Чаадаев, Достоевский, В. Соловьев и другие мыслители придали "русской идее" масштабность и глубину. Они по-новому подошли к решению целого ряда фундаментальных вопросов человеческого существования и этим вывели национальную философско-этическую мысль на мировой уровень.
Корр. Но тогда было бы неверно ограничиться лишь историей вопроса, экскурсом в прошлое. В этом случае представления читателей о "русской идее" оказались бы неполными, далеко отстоящими от всего, что их сегодня по-настоящему волнует. И начать, вероятно, надо вот с какого вопроса. В чем, Вадим Валерианович, вы видите главное отличие "русской идеи" как концепции реформирования нашего общества от альтернативных ей программ?
В. Кожинов. "Русская идея" в отличие от предложенных альтернатив не является заемной. Она возникла на собственной почве и обращает нас к нашим истокам. Поэтому для нее характерно бережное, уважительное отношение к духовно-нравственным началам своего народа, к его историческому опыту. По моему глубокому убеждению, именно самобытная русская культура - та питательная почва, из которой у нас может произрасти что-то истинно великое и значительное. Сравните: Чернышевский и Тургенев, ориентировавшиеся в значительной мере на Запад, сегодня имеют прежде всего национальное значение. А "почвенники" Достоевский и Лев Толстой стоят в одном ряду с величайшими гениями человечества - Сервантесом и Шекспиром.
В связи с этим должен прямо сказать: одним из самых неприемлемых моментов в программах современных политических и общественных деятелей является то, что они абсолютно не думают о своеобразии страны, смотрят на народ как на материал, из которого можно лепить что угодно. Похожее уже было. Вспомните: Бухарин прямо говорил, что мы будем делать русских людей коммунистами всеми методами - вплоть до расстрела. А сегодня нас начинают загонять в общество, которое исповедует западные ценности?.. Органичность и духовность - вот главное, что отличает "русскую идею" от того, что ныне предлагается в качестве магистрального направления нашего развития.
Корр. Одно время у нас социализм в его заключительной стадии понимали как своего рода общество потребления, в котором экономика достигает такого уровня, что оказывается способной обеспечивать население практически в неограниченных количествах всеми необходимыми материальными благами. Подразумевалось: мощные производительные силы сделают бессмысленными любые социальные конфликты.

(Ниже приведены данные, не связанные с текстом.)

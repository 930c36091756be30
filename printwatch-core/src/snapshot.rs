//! Aggregated view of one check cycle: counters, sorted rows, filtering
//! and CSV export.

use crate::ipv4::octets;
use crate::models::{HostCheck, Printer};
use serde::Serialize;
use std::cmp::Ordering;

pub const CSV_HEADERS: [&str; 4] = ["IP", "Setor", "Status", "Checado às"];

#[derive(Debug, Clone, PartialEq, Eq, Serialize)]
pub struct StatusRow {
    pub ip: String,
    pub label: String,
    pub reachable: bool,
    pub checked_at: String,
}

impl StatusRow {
    pub fn status_text(&self) -> &'static str {
        if self.reachable {
            "Online"
        } else {
            "Offline"
        }
    }

    fn matches(&self, needle: &str) -> bool {
        self.ip.to_lowercase().contains(needle) || self.label.to_lowercase().contains(needle)
    }
}

#[derive(Debug, Clone, PartialEq, Eq, Serialize)]
pub struct Snapshot {
    pub rows: Vec<StatusRow>,
    pub up: usize,
    pub down: usize,
    pub total: usize,
    pub checked_at: Option<String>,
    pub idle: bool,
}

impl Snapshot {
    /// Nothing configured, nothing checked.
    pub fn idle() -> Self {
        Self {
            rows: Vec::new(),
            up: 0,
            down: 0,
            total: 0,
            checked_at: None,
            idle: true,
        }
    }

    /// Pairs `printers` with the `checks` of the same cycle (same order).
    pub fn build(printers: &[Printer], checks: Vec<HostCheck>, checked_at: String) -> Self {
        if printers.is_empty() {
            return Self::idle();
        }

        let mut rows: Vec<StatusRow> = printers
            .iter()
            .zip(checks)
            .map(|(printer, check)| StatusRow {
                ip: check.ip,
                label: printer.label.clone(),
                reachable: check.reachable,
                checked_at: check.timestamp,
            })
            .collect();
        rows.sort_by(|a, b| compare_ips(&a.ip, &b.ip));

        let total = rows.len();
        let up = rows.iter().filter(|r| r.reachable).count();
        Self {
            rows,
            up,
            down: total - up,
            total,
            checked_at: Some(checked_at),
            idle: false,
        }
    }

    /// Rows whose IP or label contains `query` (case-insensitive).
    /// Counters keep describing the whole list.
    pub fn filtered(mut self, query: &str) -> Self {
        let needle = query.trim().to_lowercase();
        if !needle.is_empty() {
            self.rows.retain(|r| r.matches(&needle));
        }
        self
    }

    pub fn to_csv(&self) -> Result<String, csv::Error> {
        let mut writer = csv::Writer::from_writer(Vec::new());
        writer.write_record(CSV_HEADERS)?;
        for row in &self.rows {
            writer.write_record([
                row.ip.as_str(),
                row.label.as_str(),
                row.status_text(),
                row.checked_at.as_str(),
            ])?;
        }
        let bytes = writer.into_inner().map_err(|e| e.into_error())?;
        Ok(String::from_utf8_lossy(&bytes).into_owned())
    }
}

/// Numeric octet order for dotted quads, lexical order for anything else.
/// Dotted quads sort before other entries.
pub fn compare_ips(a: &str, b: &str) -> Ordering {
    match (octets(a), octets(b)) {
        (Some(x), Some(y)) => x.cmp(&y),
        (Some(_), None) => Ordering::Less,
        (None, Some(_)) => Ordering::Greater,
        (None, None) => a.cmp(b),
    }
}

pub fn export_file_name(stamp: &str) -> String {
    format!("impressoras_{stamp}.csv")
}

В. Кожинов. Да, социалистическая программа на первом этапе видела свою главную задачу в максимальном удовлетворении потребностей людей как важнейшей предпосылки для того, чтобы общество могло шагнуть из царства необходимости в царство свободы, царство, в котором уже главным для человека стало бы стремление к саморазвитию и самосовершенствованию, к обретению высших духовных ценностей.
Наши демократы пошли дальше. В их программе общество потребления уже не промежуточная, а конечная цель.
Я полагаю, что, сосредоточив все усилия на материально-бытовой стороне жизни, или, как говорил Бердяев, средней области культуры, мы не решим ни одной из собственно человеческих проблем.
Корр. В романе Стругацких "Понедельник начинается в субботу" в ходе лабораторного эксперимента существо, созданное с установкой на все большее удовлетворение своих потребностей, превратилось в конце концов в опасное чудовище только с одной, но неограниченной способностью - жрать.
В. Кожинов. Одежда, еда, жилище и т. д. есть лишь необходимое, подобно воздуху и воде, условие человеческого сущестувования.
Вот демократическая пресса убеждает нас в том, что те, кто живет в мире полных универсамов, - счастливые люди. Но это же невероятная глупость. Пожалуйста, прочтите любой западноевропейский или американский серьезный роман, посмотрите любой их серьезный кинофильм, и вы поймете, что жизнь и при полных универсамах полна драматизма, а нередко и глубоко трагична.
После того, как человек становится сыт, обут, одет, материальные блага теряют для него свое абсолютное значение. Их ценность становится относительной и начинает целиком зависеть от взглядов человека на счастье, добро, справедливость.